(Dataset entries)
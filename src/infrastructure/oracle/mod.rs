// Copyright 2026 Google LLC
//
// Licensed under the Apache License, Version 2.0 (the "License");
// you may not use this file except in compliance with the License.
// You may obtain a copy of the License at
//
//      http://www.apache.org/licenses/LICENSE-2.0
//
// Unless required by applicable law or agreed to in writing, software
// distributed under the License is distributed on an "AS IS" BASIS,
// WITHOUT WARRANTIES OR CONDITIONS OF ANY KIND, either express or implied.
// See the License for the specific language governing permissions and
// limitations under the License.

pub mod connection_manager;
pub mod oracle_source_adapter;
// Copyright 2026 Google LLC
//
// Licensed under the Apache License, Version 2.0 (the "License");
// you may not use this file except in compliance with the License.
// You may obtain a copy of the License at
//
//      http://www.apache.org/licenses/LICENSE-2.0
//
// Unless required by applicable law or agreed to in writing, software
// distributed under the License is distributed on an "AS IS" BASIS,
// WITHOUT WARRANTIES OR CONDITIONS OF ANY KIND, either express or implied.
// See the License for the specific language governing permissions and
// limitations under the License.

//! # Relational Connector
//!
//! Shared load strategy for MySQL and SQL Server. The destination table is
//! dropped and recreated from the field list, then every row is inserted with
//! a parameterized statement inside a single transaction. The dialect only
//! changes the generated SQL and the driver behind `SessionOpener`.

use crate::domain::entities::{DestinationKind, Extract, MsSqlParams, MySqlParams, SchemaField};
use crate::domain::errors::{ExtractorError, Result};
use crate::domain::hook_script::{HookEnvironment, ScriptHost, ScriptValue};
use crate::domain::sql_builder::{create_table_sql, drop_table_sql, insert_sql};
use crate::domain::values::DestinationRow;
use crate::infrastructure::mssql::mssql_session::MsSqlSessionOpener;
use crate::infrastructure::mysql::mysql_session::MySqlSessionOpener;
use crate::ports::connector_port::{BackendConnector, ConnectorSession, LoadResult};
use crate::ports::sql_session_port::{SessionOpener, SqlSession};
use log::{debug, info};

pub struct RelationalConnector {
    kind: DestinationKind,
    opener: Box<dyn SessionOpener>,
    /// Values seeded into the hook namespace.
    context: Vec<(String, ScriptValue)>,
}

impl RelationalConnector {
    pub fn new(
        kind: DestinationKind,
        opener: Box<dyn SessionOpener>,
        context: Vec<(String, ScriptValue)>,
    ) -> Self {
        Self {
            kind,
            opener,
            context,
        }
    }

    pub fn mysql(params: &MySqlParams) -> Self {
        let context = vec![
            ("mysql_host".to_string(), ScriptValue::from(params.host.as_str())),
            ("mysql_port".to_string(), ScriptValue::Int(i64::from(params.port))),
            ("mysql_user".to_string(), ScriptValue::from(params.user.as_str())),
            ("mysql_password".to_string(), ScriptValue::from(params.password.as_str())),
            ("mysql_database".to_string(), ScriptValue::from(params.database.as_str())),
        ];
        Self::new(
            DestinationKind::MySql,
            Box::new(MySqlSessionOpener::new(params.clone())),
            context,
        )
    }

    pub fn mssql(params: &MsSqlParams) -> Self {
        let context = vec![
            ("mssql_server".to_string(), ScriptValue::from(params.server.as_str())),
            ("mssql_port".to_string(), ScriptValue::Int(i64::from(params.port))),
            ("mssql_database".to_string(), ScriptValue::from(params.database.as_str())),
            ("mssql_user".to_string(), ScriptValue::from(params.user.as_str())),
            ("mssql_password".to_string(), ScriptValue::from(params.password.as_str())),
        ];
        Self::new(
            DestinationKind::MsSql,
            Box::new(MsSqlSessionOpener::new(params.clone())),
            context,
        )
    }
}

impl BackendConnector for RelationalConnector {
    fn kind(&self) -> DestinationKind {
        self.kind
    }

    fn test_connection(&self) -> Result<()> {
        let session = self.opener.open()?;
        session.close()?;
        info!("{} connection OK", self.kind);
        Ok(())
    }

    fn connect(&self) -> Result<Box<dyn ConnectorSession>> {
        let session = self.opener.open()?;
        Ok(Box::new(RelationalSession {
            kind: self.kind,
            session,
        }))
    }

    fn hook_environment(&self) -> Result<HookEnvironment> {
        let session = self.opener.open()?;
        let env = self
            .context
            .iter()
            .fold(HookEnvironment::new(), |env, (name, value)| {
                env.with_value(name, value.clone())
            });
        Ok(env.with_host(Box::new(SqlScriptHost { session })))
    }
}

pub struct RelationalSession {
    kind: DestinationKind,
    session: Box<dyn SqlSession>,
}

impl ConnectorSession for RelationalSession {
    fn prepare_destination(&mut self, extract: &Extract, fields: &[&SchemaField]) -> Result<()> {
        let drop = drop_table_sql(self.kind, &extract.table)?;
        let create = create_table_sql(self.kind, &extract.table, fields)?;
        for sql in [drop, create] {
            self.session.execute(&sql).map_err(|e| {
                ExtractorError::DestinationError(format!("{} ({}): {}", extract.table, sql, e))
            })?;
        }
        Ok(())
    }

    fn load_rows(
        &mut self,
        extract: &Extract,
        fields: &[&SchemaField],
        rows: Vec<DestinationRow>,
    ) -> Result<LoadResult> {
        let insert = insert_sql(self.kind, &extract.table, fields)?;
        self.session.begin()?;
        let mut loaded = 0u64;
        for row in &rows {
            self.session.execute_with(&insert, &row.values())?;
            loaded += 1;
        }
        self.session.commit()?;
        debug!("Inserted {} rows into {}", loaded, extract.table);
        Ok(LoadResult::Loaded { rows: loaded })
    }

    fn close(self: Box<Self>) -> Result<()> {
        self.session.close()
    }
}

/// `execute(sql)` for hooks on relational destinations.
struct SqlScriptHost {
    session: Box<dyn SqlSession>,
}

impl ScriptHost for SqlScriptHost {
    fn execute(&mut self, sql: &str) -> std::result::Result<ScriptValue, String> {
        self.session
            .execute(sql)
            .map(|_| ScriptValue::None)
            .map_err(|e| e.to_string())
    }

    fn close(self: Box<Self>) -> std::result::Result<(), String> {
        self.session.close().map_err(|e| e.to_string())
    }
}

What is required:
Without leaving anything out, repeat every entry shown above.

Answer box:
filename src/infrastructure/oracle/mod.rs
// Copyright 2026 Google LLC
//
// Licensed under the Apache License, Version 2.0 (the "License");
// you may not use this file except in compliance with the License.
// You may obtain a copy of the License at
//
//      http://www.apache.org/licenses/LICENSE-2.0
//
// Unless required by applicable law or agreed to in writing, software
// distributed under the License is distributed on an "AS IS" BASIS,
// WITHOUT WARRANTIES OR CONDITIONS OF ANY KIND, either express or implied.
// See the License for the specific language governing permissions and
// limitations under the License.

pub mod connection_manager;
pub mod oracle_source_adapter;
// Copyright 2026 Google LLC
//
// Licensed under the Apache License, Version 2.0 (the "License");
// you may not use this file except in compliance with the License.
// You may obtain a copy of the License at
//
//      http://www.apache.org/licenses/LICENSE-2.0
//
// Unless required by applicable law or agreed to in writing, software
// distributed under the License is distributed on an "AS IS" BASIS,
// WITHOUT WARRANTIES OR CONDITIONS OF ANY KIND, either express or implied.
// See the License for the specific language governing permissions and
// limitations under the License.

//! # Relational Connector
//!
//! Shared load strategy for MySQL and SQL Server. The destination table is
//! dropped and recreated from the field list, then every row is inserted with
//! a parameterized statement inside a single transaction. The dialect only
//! changes the generated SQL and the driver behind `SessionOpener`.

use crate::domain::entities::{DestinationKind, Extract, MsSqlParams, MySqlParams, SchemaField};
use crate::domain::errors::{ExtractorError, Result};
use crate::domain::hook_script::{HookEnvironment, ScriptHost, ScriptValue};
use crate::domain::sql_builder::{create_table_sql, drop_table_sql, insert_sql};
use crate::domain::values::DestinationRow;
use crate::infrastructure::mssql::mssql_session::MsSqlSessionOpener;
use crate::infrastructure::mysql::mysql_session::MySqlSessionOpener;
use crate::ports::connector_port::{BackendConnector, ConnectorSession, LoadResult};
use crate::ports::sql_session_port::{SessionOpener, SqlSession};
use log::{debug, info};

pub struct RelationalConnector {
    kind: DestinationKind,
    opener: Box<dyn SessionOpener>,
    /// Values seeded into the hook namespace.
    context: Vec<(String, ScriptValue)>,
}

impl RelationalConnector {
    pub fn new(
        kind: DestinationKind,
        opener: Box<dyn SessionOpener>,
        context: Vec<(String, ScriptValue)>,
    ) -> Self {
        Self {
            kind,
            opener,
            context,
        }
    }

    pub fn mysql(params: &MySqlParams) -> Self {
        let context = vec![
            ("mysql_host".to_string(), ScriptValue::from(params.host.as_str())),
            ("mysql_port".to_string(), ScriptValue::Int(i64::from(params.port))),
            ("mysql_user".to_string(), ScriptValue::from(params.user.as_str())),
            ("mysql_password".to_string(), ScriptValue::from(params.password.as_str())),
            ("mysql_database".to_string(), ScriptValue::from(params.database.as_str())),
        ];
        Self::new(
            DestinationKind::MySql,
            Box::new(MySqlSessionOpener::new(params.clone())),
            context,
        )
    }

    pub fn mssql(params: &MsSqlParams) -> Self {
        let context = vec![
            ("mssql_server".to_string(), ScriptValue::from(params.server.as_str())),
            ("mssql_port".to_string(), ScriptValue::Int(i64::from(params.port))),
            ("mssql_database".to_string(), ScriptValue::from(params.database.as_str())),
            ("mssql_user".to_string(), ScriptValue::from(params.user.as_str())),
            ("mssql_password".to_string(), ScriptValue::from(params.password.as_str())),
        ];
        Self::new(
            DestinationKind::MsSql,
            Box::new(MsSqlSessionOpener::new(params.clone())),
            context,
        )
    }
}

impl BackendConnector for RelationalConnector {
    fn kind(&self) -> DestinationKind {
        self.kind
    }

    fn test_connection(&self) -> Result<()> {
        let session = self.opener.open()?;
        session.close()?;
        info!("{} connection OK", self.kind);
        Ok(())
    }

    fn connect(&self) -> Result<Box<dyn ConnectorSession>> {
        let session = self.opener.open()?;
        Ok(Box::new(RelationalSession {
            kind: self.kind,
            session,
        }))
    }

    fn hook_environment(&self) -> Result<HookEnvironment> {
        let session = self.opener.open()?;
        let env = self
            .context
            .iter()
            .fold(HookEnvironment::new(), |env, (name, value)| {
                env.with_value(name, value.clone())
            });
        Ok(env.with_host(Box::new(SqlScriptHost { session })))
    }
}

pub struct RelationalSession {
    kind: DestinationKind,
    session: Box<dyn SqlSession>,
}

impl ConnectorSession for RelationalSession {
    fn prepare_destination(&mut self, extract: &Extract, fields: &[&SchemaField]) -> Result<()> {
        let drop = drop_table_sql(self.kind, &extract.table)?;
        let create = create_table_sql(self.kind, &extract.table, fields)?;
        for sql in [drop, create] {
            self.session.execute(&sql).map_err(|e| {
                ExtractorError::DestinationError(format!("{} ({}): {}", extract.table, sql, e))
            })?;
        }
        Ok(())
    }

    fn load_rows(
        &mut self,
        extract: &Extract,
        fields: &[&SchemaField],
        rows: Vec<DestinationRow>,
    ) -> Result<LoadResult> {
        let insert = insert_sql(self.kind, &extract.table, fields)?;
        self.session.begin()?;
        let mut loaded = 0u64;
        for row in &rows {
            self.session.execute_with(&insert, &row.values())?;
            loaded += 1;
        }
        self.session.commit()?;
        debug!("Inserted {} rows into {}", loaded, extract.table);
        Ok(LoadResult::Loaded { rows: loaded })
    }

    fn close(self: Box<Self>) -> Result<()> {
        self.session.close()
    }
}

/// `execute(sql)` for hooks on relational destinations.
struct SqlScriptHost {
    session: Box<dyn SqlSession>,
}

impl ScriptHost for SqlScriptHost {
    fn execute(&mut self, sql: &str) -> std::result::Result<ScriptValue, String> {
        self.session
            .execute(sql)
            .map(|_| ScriptValue::None)
            .map_err(|e| e.to_string())
    }

    fn close(self: Box<Self>) -> std::result::Result<(), String> {
        self.session.close().map_err(|e| e.to_string())
    }
}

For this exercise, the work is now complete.